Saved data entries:
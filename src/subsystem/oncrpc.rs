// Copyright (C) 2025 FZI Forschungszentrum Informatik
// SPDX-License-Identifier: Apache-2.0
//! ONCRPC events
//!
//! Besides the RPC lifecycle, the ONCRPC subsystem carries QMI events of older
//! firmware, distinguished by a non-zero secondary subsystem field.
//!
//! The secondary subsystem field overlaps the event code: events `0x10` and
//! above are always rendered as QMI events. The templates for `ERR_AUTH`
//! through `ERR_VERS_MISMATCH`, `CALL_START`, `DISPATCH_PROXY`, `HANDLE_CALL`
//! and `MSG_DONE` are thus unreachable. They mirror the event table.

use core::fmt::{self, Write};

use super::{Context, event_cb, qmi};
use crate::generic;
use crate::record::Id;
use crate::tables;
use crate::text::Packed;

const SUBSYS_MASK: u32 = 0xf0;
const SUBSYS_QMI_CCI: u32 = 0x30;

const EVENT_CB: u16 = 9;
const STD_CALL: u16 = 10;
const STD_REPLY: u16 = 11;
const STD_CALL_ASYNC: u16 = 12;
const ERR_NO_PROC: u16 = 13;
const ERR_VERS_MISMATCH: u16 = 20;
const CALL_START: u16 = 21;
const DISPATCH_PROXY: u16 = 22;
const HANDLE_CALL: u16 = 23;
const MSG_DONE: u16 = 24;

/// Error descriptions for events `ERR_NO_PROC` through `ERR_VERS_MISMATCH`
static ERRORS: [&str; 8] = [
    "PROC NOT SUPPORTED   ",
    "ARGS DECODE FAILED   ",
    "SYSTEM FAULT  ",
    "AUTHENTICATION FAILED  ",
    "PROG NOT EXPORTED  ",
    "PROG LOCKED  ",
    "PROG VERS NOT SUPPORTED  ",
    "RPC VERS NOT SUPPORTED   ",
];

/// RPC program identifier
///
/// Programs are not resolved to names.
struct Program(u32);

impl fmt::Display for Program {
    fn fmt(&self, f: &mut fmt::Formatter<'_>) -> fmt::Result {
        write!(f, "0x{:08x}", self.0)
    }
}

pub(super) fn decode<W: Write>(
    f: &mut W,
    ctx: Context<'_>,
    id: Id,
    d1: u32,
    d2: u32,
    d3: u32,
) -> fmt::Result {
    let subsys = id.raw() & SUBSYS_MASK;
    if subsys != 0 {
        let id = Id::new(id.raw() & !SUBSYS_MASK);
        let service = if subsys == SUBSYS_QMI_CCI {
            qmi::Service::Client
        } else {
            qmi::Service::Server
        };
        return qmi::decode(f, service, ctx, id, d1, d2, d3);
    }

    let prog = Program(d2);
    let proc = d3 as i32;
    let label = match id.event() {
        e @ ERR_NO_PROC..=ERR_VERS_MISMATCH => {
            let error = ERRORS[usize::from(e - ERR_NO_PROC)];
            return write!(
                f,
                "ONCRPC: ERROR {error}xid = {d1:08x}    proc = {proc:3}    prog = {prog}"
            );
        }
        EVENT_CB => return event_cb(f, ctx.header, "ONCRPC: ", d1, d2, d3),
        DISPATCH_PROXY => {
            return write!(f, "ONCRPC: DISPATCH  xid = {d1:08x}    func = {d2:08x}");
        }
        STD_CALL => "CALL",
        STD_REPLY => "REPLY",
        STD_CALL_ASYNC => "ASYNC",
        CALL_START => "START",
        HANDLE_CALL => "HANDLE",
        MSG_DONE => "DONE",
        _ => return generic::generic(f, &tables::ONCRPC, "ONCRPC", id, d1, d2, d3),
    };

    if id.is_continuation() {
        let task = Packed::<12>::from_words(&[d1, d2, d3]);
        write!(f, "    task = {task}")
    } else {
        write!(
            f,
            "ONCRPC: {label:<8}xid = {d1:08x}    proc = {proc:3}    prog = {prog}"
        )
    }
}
---
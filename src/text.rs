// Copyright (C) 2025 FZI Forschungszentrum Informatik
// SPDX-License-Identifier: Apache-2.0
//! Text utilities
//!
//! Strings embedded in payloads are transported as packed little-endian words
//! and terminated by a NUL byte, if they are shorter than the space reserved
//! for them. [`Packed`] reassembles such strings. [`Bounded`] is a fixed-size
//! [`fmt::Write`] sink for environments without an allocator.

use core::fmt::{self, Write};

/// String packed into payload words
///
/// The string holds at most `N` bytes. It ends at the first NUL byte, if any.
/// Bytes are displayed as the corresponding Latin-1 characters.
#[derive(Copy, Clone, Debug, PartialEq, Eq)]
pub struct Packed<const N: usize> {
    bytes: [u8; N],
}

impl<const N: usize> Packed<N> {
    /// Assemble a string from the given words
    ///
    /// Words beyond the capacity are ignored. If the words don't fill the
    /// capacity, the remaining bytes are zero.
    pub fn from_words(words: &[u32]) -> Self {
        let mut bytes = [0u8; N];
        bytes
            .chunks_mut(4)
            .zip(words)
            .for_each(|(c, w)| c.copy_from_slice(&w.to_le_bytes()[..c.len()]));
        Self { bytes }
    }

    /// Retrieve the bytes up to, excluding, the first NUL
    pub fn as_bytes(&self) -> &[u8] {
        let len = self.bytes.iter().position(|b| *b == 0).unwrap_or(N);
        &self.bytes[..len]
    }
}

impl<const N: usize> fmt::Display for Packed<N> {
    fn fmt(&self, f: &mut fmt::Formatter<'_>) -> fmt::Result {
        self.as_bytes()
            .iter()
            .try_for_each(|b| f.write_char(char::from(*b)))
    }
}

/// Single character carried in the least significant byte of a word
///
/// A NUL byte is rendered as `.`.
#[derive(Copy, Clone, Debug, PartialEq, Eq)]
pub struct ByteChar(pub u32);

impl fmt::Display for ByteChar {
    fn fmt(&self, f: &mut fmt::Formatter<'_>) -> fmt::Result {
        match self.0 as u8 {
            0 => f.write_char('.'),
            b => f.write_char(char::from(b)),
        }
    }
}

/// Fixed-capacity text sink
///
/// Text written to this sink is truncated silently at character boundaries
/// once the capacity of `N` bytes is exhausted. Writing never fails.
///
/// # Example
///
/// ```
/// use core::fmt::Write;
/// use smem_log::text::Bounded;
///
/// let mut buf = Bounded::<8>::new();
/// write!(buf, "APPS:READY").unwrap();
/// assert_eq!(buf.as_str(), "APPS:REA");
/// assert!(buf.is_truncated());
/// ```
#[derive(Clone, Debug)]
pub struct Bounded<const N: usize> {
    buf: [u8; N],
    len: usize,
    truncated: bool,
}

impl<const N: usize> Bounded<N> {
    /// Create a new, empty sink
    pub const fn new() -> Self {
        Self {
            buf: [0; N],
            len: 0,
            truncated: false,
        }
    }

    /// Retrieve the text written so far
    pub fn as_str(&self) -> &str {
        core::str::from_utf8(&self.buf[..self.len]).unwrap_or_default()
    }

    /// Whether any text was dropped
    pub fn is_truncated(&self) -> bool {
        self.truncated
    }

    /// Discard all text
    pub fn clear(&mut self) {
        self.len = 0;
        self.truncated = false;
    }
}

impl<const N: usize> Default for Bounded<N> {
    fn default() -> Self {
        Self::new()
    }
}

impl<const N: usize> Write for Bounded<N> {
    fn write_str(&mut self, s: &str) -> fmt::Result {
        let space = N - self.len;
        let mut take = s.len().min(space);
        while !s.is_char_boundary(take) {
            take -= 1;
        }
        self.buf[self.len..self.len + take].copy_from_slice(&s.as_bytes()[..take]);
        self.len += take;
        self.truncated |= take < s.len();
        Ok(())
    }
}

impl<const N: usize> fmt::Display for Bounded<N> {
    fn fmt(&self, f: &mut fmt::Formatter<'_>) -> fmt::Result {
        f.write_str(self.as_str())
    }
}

_WHAT IS BEING ASKED_.
After locating the line holding "match self.0 as" above, output exactly that line and every line after it through the line holding "pub fn clear(&mut". Include nothing else.

_FINISHED EXERCISE_.
        match self.0 as u8 {
            0 => f.write_char('.'),
            b => f.write_char(char::from(b)),
        }
    }
}

/// Fixed-capacity text sink
///
/// Text written to this sink is truncated silently at character boundaries
/// once the capacity of `N` bytes is exhausted. Writing never fails.
///
/// # Example
///
/// ```
/// use core::fmt::Write;
/// use smem_log::text::Bounded;
///
/// let mut buf = Bounded::<8>::new();
/// write!(buf, "APPS:READY").unwrap();
/// assert_eq!(buf.as_str(), "APPS:REA");
/// assert!(buf.is_truncated());
/// ```
#[derive(Clone, Debug)]
pub struct Bounded<const N: usize> {
    buf: [u8; N],
    len: usize,
    truncated: bool,
}

impl<const N: usize> Bounded<N> {
    /// Create a new, empty sink
    pub const fn new() -> Self {
        Self {
            buf: [0; N],
            len: 0,
            truncated: false,
        }
    }

    /// Retrieve the text written so far
    pub fn as_str(&self) -> &str {
        core::str::from_utf8(&self.buf[..self.len]).unwrap_or_default()
    }

    /// Whether any text was dropped
    pub fn is_truncated(&self) -> bool {
        self.truncated
    }

    /// Discard all text
    pub fn clear(&mut self) {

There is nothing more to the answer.